By 100BC, 12 immense caravans a year were travelling the Silk Road. From China, jade, porcelain, lacquerware and silk, oranges, peaches, pears, roses, cast iron, gunpowder, paper and printing flowed to Rome. In return, cucumbers, figs, chives, sesame, walnuts, grapes and the art of wine making, wool, linen, ivory and gold made their way to China. More importantly, art and religion, especially Buddhism, travelled to China and influenced the Eastern world.
I register at a Muslim hotel where there are signs in Chinese, Arabic and English: “No alcohol. No smoking.”
“Can you stop the Chinese from smoking?” I ask the receptionist.
She laughs. “Not always,” she says.
Xining is a large city where the Muslim Chinese outnumber the Han Chinese and widescale construction casts a layer of dust over the layer of sand from the Gobi desert to the north. Though haggling is a way of life in many Muslim countries, it is generally not a custom here. The people seem relaxed and content with slowly improving their lot in life.
Eight years ago I stood on the Wall in Baodaling near Beijing and now I stand on the western end looking out at the immense Gobi from where came the Mongols who broke through the Wall in 1206 to rule China for the next 162 years.
The desert is not how I imagined it would be with fine sand like Maracas beach.
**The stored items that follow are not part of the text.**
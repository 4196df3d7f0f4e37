//! Controller base: declared models, an explicit action registry and the
//! `before_action` hook.
//!
//! Actions are plain functions registered by name together with the names of
//! the route placeholders they take, in positional order:
//!
//! ```ignore
//! impl Users {
//!     fn show<'a>(&'a mut self, ctx: &'a mut Context, args: Vec<String>) -> ActionFuture<'a> {
//!         Box::pin(async move {
//!             let user = self.users.get(args[0].as_str()).await?;
//!             Ok(user.into())
//!         })
//!     }
//! }
//!
//! impl Controller for Users {
//!     fn actions(actions: &mut Actions<Self>) {
//!         actions.action("show", &["id"], Users::show);
//!     }
//!     // ...
//! }
//! ```

mod context;
mod dispatcher;

pub use context::Context;
pub use dispatcher::Dispatcher;

use crate::entity::Entity;
use crate::error::AppError;
use crate::response::ResponsePayload;
use crate::service::{DaoKind, Models};
use async_trait::async_trait;
use serde::Serialize;
use serde_json::Value;
use std::collections::HashMap;
use std::future::Future;
use std::pin::Pin;

pub type ActionFuture<'a> = Pin<Box<dyn Future<Output = Result<ActionOutput, AppError>> + Send + 'a>>;

/// Action entry point: controller, request context, positional arguments.
pub type ActionFn<C> = for<'a> fn(&'a mut C, &'a mut Context, Vec<String>) -> ActionFuture<'a>;

pub struct Action<C> {
    pub params: Vec<&'static str>,
    pub handler: ActionFn<C>,
}

/// Names a controller exposes to routing. Anything not listed here is not dispatchable.
pub struct Actions<C> {
    by_name: HashMap<&'static str, Action<C>>,
}

impl<C> Default for Actions<C> {
    fn default() -> Self {
        Actions { by_name: HashMap::new() }
    }
}

impl<C> Actions<C> {
    pub fn action(&mut self, name: &'static str, params: &[&'static str], handler: ActionFn<C>) -> &mut Self {
        self.by_name.insert(
            name,
            Action {
                params: params.to_vec(),
                handler,
            },
        );
        self
    }

    pub fn get(&self, name: &str) -> Option<&Action<C>> {
        self.by_name.get(name)
    }

    pub fn contains(&self, name: &str) -> bool {
        self.by_name.contains_key(name)
    }

    pub fn len(&self) -> usize {
        self.by_name.len()
    }

    pub fn is_empty(&self) -> bool {
        self.by_name.is_empty()
    }
}

#[async_trait]
pub trait Controller: Send + Sized + 'static {
    /// Models this controller needs, as (model name, dao kind).
    fn models() -> Vec<(&'static str, DaoKind)> {
        Vec::new()
    }

    /// Builds the controller for one request from its resolved models.
    fn create(models: &Models) -> Result<Self, AppError>;

    fn actions(actions: &mut Actions<Self>);

    /// Runs before every action. A redirect set here skips the action.
    async fn before_action(&mut self, _ctx: &mut Context) -> Result<(), AppError> {
        Ok(())
    }
}

/// What an action returned, before it becomes a response.
#[derive(Clone, Debug, PartialEq)]
pub enum ActionOutput {
    Empty,
    Html(String),
    Json(Value),
}

impl ActionOutput {
    /// Serializes any value into a JSON output.
    pub fn json<T: Serialize>(value: &T) -> Result<Self, AppError> {
        serde_json::to_value(value)
            .map(ActionOutput::Json)
            .map_err(|e| AppError::BadRequest(format!("response not serializable: {}", e)))
    }

    pub fn into_payload(self) -> ResponsePayload {
        match self {
            ActionOutput::Empty => ResponsePayload::html(String::new()),
            ActionOutput::Html(body) => ResponsePayload::html(body),
            ActionOutput::Json(body) => ResponsePayload::json(body),
        }
    }
}

impl From<()> for ActionOutput {
    fn from(_: ()) -> Self {
        ActionOutput::Empty
    }
}

impl From<String> for ActionOutput {
    fn from(s: String) -> Self {
        ActionOutput::Html(s)
    }
}

impl From<&str> for ActionOutput {
    fn from(s: &str) -> Self {
        ActionOutput::Html(s.to_string())
    }
}

impl From<Value> for ActionOutput {
    fn from(v: Value) -> Self {
        match v {
            Value::Null => ActionOutput::Empty,
            Value::String(s) => ActionOutput::Html(s),
            Value::Object(_) | Value::Array(_) => ActionOutput::Json(v),
            scalar => ActionOutput::Html(scalar.to_string()),
        }
    }
}

impl From<Entity> for ActionOutput {
    fn from(e: Entity) -> Self {
        ActionOutput::Json(e.into())
    }
}

impl From<Vec<Entity>> for ActionOutput {
    fn from(list: Vec<Entity>) -> Self {
        ActionOutput::Json(Value::Array(list.into_iter().map(Value::from).collect()))
    }
}

#[cfg(test)]
mod tests {
    use super::*;
    use crate::entity::{AttributeType, EntitySchema};
    use serde_json::json;

    #[test]
    fn values_classify_by_shape() {
        assert_eq!(ActionOutput::from(json!({"a": 1})), ActionOutput::Json(json!({"a": 1})));
        assert_eq!(ActionOutput::from(json!([1, 2])), ActionOutput::Json(json!([1, 2])));
        assert_eq!(ActionOutput::from(json!("hi")), ActionOutput::Html("hi".into()));
        assert_eq!(ActionOutput::from(json!(5)), ActionOutput::Html("5".into()));
        assert_eq!(ActionOutput::from(Value::Null), ActionOutput::Empty);
        assert_eq!(ActionOutput::from(()), ActionOutput::Empty);
    }

    #[test]
    fn entities_become_json() {
        let schema = EntitySchema::builder("User")
            .attribute("id", AttributeType::Integer)
            .attribute("name", AttributeType::String)
            .build()
            .unwrap();
        let mut e = Entity::new(schema);
        e.set("name", "ada");
        assert_eq!(ActionOutput::from(e), ActionOutput::Json(json!({"name": "ada"})));
    }

    #[test]
    fn serializable_structs_become_json() {
        #[derive(Serialize)]
        struct Page {
            n: u32,
        }
        assert_eq!(ActionOutput::json(&Page { n: 2 }).unwrap(), ActionOutput::Json(json!({"n": 2})));
    }

    #[test]
    fn empty_output_is_an_empty_html_body() {
        let payload = ActionOutput::Empty.into_payload();
        assert_eq!(payload, ResponsePayload::html(""));
    }
}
It is a clayey stony sand with pockets of threadbare grass and a river or two and small villages entirely of mud (houses, shops and onion-domed mosques) unrelieved by paint or colour.
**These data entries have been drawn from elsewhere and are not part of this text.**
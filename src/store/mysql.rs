//! sqlx-backed MySQL implementation of the storage boundary.

use crate::config::DatabaseConfig;
use crate::error::AppError;
use crate::sql::{positional, BindValue, ParamType};
use crate::store::{Connection, Connector, Row, Statement};
use async_trait::async_trait;
use base64::{engine::general_purpose::STANDARD, Engine as _};
use rust_decimal::Decimal;
use serde_json::Value;
use sqlx::mysql::{MySqlPool, MySqlPoolOptions, MySqlRow};
use std::collections::{HashMap, VecDeque};
use std::sync::Arc;

/// Opens one pool per logical database name from config.
pub struct MySqlConnector {
    databases: HashMap<String, DatabaseConfig>,
}

impl MySqlConnector {
    pub fn new(databases: HashMap<String, DatabaseConfig>) -> Self {
        MySqlConnector { databases }
    }
}

#[async_trait]
impl Connector for MySqlConnector {
    async fn connect(&self, name: &str) -> Result<Arc<dyn Connection>, AppError> {
        let config = self
            .databases
            .get(name)
            .ok_or_else(|| AppError::DatabaseNotConfigured(name.to_string()))?;
        let pool = MySqlPoolOptions::new()
            .max_connections(config.max_connections)
            .connect(&config.url)
            .await?;
        Ok(Arc::new(MySqlConnection { pool }))
    }
}

#[derive(Clone)]
pub struct MySqlConnection {
    pool: MySqlPool,
}

impl MySqlConnection {
    pub fn from_pool(pool: MySqlPool) -> Self {
        MySqlConnection { pool }
    }
}

#[async_trait]
impl Connection for MySqlConnection {
    async fn prepare(&self, sql: &str) -> Result<Box<dyn Statement>, AppError> {
        Ok(Box::new(MySqlStatement {
            pool: self.pool.clone(),
            sql: sql.to_string(),
            binds: HashMap::new(),
            rows: VecDeque::new(),
            generated_id: None,
        }))
    }
}

struct MySqlStatement {
    pool: MySqlPool,
    sql: String,
    binds: HashMap<String, BindValue>,
    rows: VecDeque<Row>,
    generated_id: Option<Value>,
}

/// Statements that produce a result set are fetched, everything else executed.
fn returns_rows(sql: &str) -> bool {
    let head = sql
        .trim_start()
        .split_whitespace()
        .next()
        .unwrap_or("")
        .to_ascii_uppercase();
    matches!(head.as_str(), "SELECT" | "SHOW" | "DESCRIBE" | "EXPLAIN" | "WITH")
}

#[async_trait]
impl Statement for MySqlStatement {
    fn bind_param(&mut self, name: &str, value: Value, ty: ParamType) {
        let name = name.trim_start_matches(':');
        self.binds.insert(name.to_string(), BindValue::coerce(&value, ty));
    }

    async fn execute(&mut self) -> Result<u64, AppError> {
        let (sql, order) = positional(&self.sql);
        let mut query = sqlx::query(&sql);
        for name in &order {
            let value = self
                .binds
                .get(name)
                .ok_or_else(|| AppError::Storage(format!("no value bound for :{}", name)))?;
            query = match value {
                BindValue::Null => query.bind(Option::<String>::None),
                BindValue::Int(n) => query.bind(*n),
                BindValue::Text(s) => query.bind(s.clone()),
            };
        }
        self.generated_id = None;
        if returns_rows(&sql) {
            let rows = query.fetch_all(&self.pool).await?;
            self.rows = rows.iter().map(row_to_json).collect();
            Ok(self.rows.len() as u64)
        } else {
            let result = query.execute(&self.pool).await?;
            let id = result.last_insert_id();
            if id > 0 {
                self.generated_id = Some(Value::from(id));
            }
            Ok(result.rows_affected())
        }
    }

    async fn fetch_row(&mut self) -> Result<Option<Row>, AppError> {
        Ok(self.rows.pop_front())
    }

    fn generated_id(&self) -> Option<Value> {
        self.generated_id.clone()
    }
}

fn row_to_json(row: &MySqlRow) -> Row {
    use sqlx::Column;
    use sqlx::Row as _;
    let mut map = serde_json::Map::new();
    for col in row.columns() {
        let name = col.name();
        map.insert(name.to_string(), cell_to_value(row, name));
    }
    map
}

fn cell_to_value(row: &MySqlRow, name: &str) -> Value {
    use sqlx::Row as _;
    if let Ok(Some(n)) = row.try_get::<Option<i64>, _>(name) {
        return Value::Number(n.into());
    }
    if let Ok(Some(n)) = row.try_get::<Option<u64>, _>(name) {
        return Value::Number(n.into());
    }
    if let Ok(Some(d)) = row.try_get::<Option<Decimal>, _>(name) {
        return Value::String(d.to_string());
    }
    if let Ok(Some(n)) = row.try_get::<Option<f64>, _>(name) {
        if let Some(n) = serde_json::Number::from_f64(n) {
            return Value::Number(n);
        }
    }
    if let Ok(Some(d)) = row.try_get::<Option<chrono::NaiveDateTime>, _>(name) {
        return Value::String(d.format("%Y-%m-%d %H:%M:%S").to_string());
    }
    if let Ok(Some(d)) = row.try_get::<Option<chrono::NaiveDate>, _>(name) {
        return Value::String(d.format("%Y-%m-%d").to_string());
    }
    if let Ok(Some(s)) = row.try_get::<Option<String>, _>(name) {
        return Value::String(s);
    }
    if let Ok(Some(j)) = row.try_get::<Option<serde_json::Value>, _>(name) {
        return j;
    }
    if let Ok(Some(bytes)) = row.try_get::<Option<Vec<u8>>, _>(name) {
        return bytes_to_value(bytes);
    }
    Value::Null
}

/// Binary cells stay text when they are valid UTF-8, otherwise base64.
fn bytes_to_value(bytes: Vec<u8>) -> Value {
    match String::from_utf8(bytes) {
        Ok(s) => Value::String(s),
        Err(err) => Value::String(STANDARD.encode(err.as_bytes())),
    }
}

#[cfg(test)]
mod tests {
    use super::*;

    #[test]
    fn detects_row_returning_statements() {
        assert!(returns_rows("SELECT * FROM t WHERE id=?"));
        assert!(returns_rows("  select 1"));
        assert!(!returns_rows("INSERT INTO t (a) VALUES (?)"));
        assert!(!returns_rows("UPDATE t SET a=? WHERE id=?"));
        assert!(!returns_rows(""));
    }

    #[test]
    fn binary_cells_are_kept_intact() {
        assert_eq!(bytes_to_value(b"plain".to_vec()), Value::from("plain"));
        let raw = vec![0xff, 0x00, 0xfe, 0x10];
        let encoded = bytes_to_value(raw.clone());
        assert_eq!(encoded, Value::from("/wD+EA=="));
        let decoded = STANDARD.decode(encoded.as_str().unwrap()).unwrap();
        assert_eq!(decoded, raw);
    }

    #[test]
    fn decimals_render_without_losing_scale() {
        let d: Decimal = "1234.50".parse().unwrap();
        assert_eq!(Value::String(d.to_string()), Value::from("1234.50"));
    }
}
Jia Yu Guan is actually an oasis but to say ‘oasis’ is to conjure up images of date palms, wells, camels and Arabs which is entirely misleading. Walking about the streets of Jia Yu Guan, one has no impression of the nearby desert. It is a large town like any large Chinese town with a few multi-storey buildings and inhabitants who are mostly honest and content.
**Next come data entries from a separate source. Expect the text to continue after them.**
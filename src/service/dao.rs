//! Entity CRUD over the storage boundary.

use crate::entity::{Entity, EntitySchema};
use crate::error::{AppError, ConfigError};
use crate::sql::{delete, insert, is_identifier, select_by_id, update, with_literals, QueryBuf};
use crate::store::{Connection, Statement};
use serde_json::Value;
use std::sync::{Arc, Mutex};

/// Gateway between one entity schema and one table.
pub struct Dao {
    table: String,
    schema: Arc<EntitySchema>,
    read_only: bool,
    conn: Arc<dyn Connection>,
    /// Last statement with literals substituted, for logs and debugging only.
    last_statement: Mutex<String>,
}

impl std::fmt::Debug for Dao {
    fn fmt(&self, f: &mut std::fmt::Formatter<'_>) -> std::fmt::Result {
        f.debug_struct("Dao")
            .field("table", &self.table)
            .field("entity", &self.schema.name())
            .field("read_only", &self.read_only)
            .finish()
    }
}

impl Dao {
    pub fn new(table: impl Into<String>, schema: Arc<EntitySchema>, conn: Arc<dyn Connection>) -> Result<Self, ConfigError> {
        let table = table.into();
        if !is_identifier(&table) {
            return Err(ConfigError::InvalidIdentifier { kind: "table", name: table });
        }
        Ok(Dao {
            table,
            schema,
            read_only: false,
            conn,
            last_statement: Mutex::new(String::new()),
        })
    }

    pub fn read_only(mut self, read_only: bool) -> Self {
        self.read_only = read_only;
        self
    }

    pub fn table(&self) -> &str {
        &self.table
    }

    pub fn schema(&self) -> &Arc<EntitySchema> {
        &self.schema
    }

    pub fn is_read_only(&self) -> bool {
        self.read_only
    }

    pub fn last_statement(&self) -> String {
        self.last_statement.lock().map(|s| s.clone()).unwrap_or_default()
    }

    /// Fresh, empty entity of this DAO's type.
    pub fn new_entity(&self) -> Entity {
        Entity::new(self.schema.clone())
    }

    /// Insert the dirty attributes. A generated id is written back to the primary key.
    pub async fn create(&self, entity: &mut Entity) -> Result<u64, AppError> {
        self.ensure_writable("create")?;
        let q = insert(&self.table, entity);
        let (stmt, affected) = self.run(&q).await?;
        if let Some(id) = stmt.generated_id() {
            let pk = entity.primary_key().to_string();
            entity.set(&pk, id);
        }
        if affected > 0 {
            entity.mark_persisted();
        }
        Ok(affected)
    }

    /// Update the dirty attributes by primary key. 0 rows means no such row.
    pub async fn edit(&self, entity: &mut Entity) -> Result<u64, AppError> {
        self.ensure_writable("edit")?;
        let Some(q) = update(&self.table, entity) else {
            tracing::debug!(table = %self.table, "edit skipped: nothing dirty");
            return Ok(0);
        };
        let (_, affected) = self.run(&q).await?;
        if affected > 0 {
            entity.mark_persisted();
        }
        Ok(affected)
    }

    pub async fn delete(&self, entity: &Entity) -> Result<u64, AppError> {
        self.ensure_writable("delete")?;
        let q = delete(&self.table, entity);
        let (_, affected) = self.run(&q).await?;
        Ok(affected)
    }

    /// Fetch one entity by primary key.
    pub async fn get(&self, id: impl Into<Value>) -> Result<Entity, AppError> {
        let id = id.into();
        let q = select_by_id(&self.table, &self.schema, &id);
        let (mut stmt, _) = self.run(&q).await?;
        let row = stmt.fetch_row().await?.ok_or_else(|| AppError::EntityNotFound {
            table: self.table.clone(),
            id: match &id {
                Value::String(s) => s.clone(),
                other => other.to_string(),
            },
        })?;
        Ok(Entity::from_row(self.schema.clone(), row))
    }

    fn ensure_writable(&self, operation: &'static str) -> Result<(), AppError> {
        if self.read_only {
            tracing::warn!(table = %self.table, operation, "write rejected on read-only dao");
            return Err(AppError::ReadOnlyViolation {
                table: self.table.clone(),
                operation,
            });
        }
        Ok(())
    }

    async fn run(&self, q: &QueryBuf) -> Result<(Box<dyn Statement>, u64), AppError> {
        let shown = with_literals(&q.sql, &q.params);
        tracing::debug!(sql = %q.sql, statement = %shown, "query");
        if let Ok(mut last) = self.last_statement.lock() {
            *last = shown;
        }
        let mut stmt = self.conn.prepare(&q.sql).await?;
        for p in &q.params {
            stmt.bind_param(&p.name, p.value.clone(), p.ty);
        }
        let affected = stmt.execute().await?;
        Ok((stmt, affected))
    }
}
The road to DunHuang is pure desert. On one side the desert stretches to distant hills on the horizon. On the other, small hills looking exactly like crumpled brown paper flank the road. Closer to DunHuang the sand dunes appear and suddenly there is a line of trees and then the town.
The hotel clerk pushes a ticket at m. “Buy this,” she says. “Good value! You can go to the Mogao Grottoes, the Old City, the White Horse Pagoda and many other places. Best value in DunHuang!” I thought so too but it wasn’t what it seemed. It was actually only a bus ticket that took me to the tourist sites that charged tourist prices to herd me around like cattle.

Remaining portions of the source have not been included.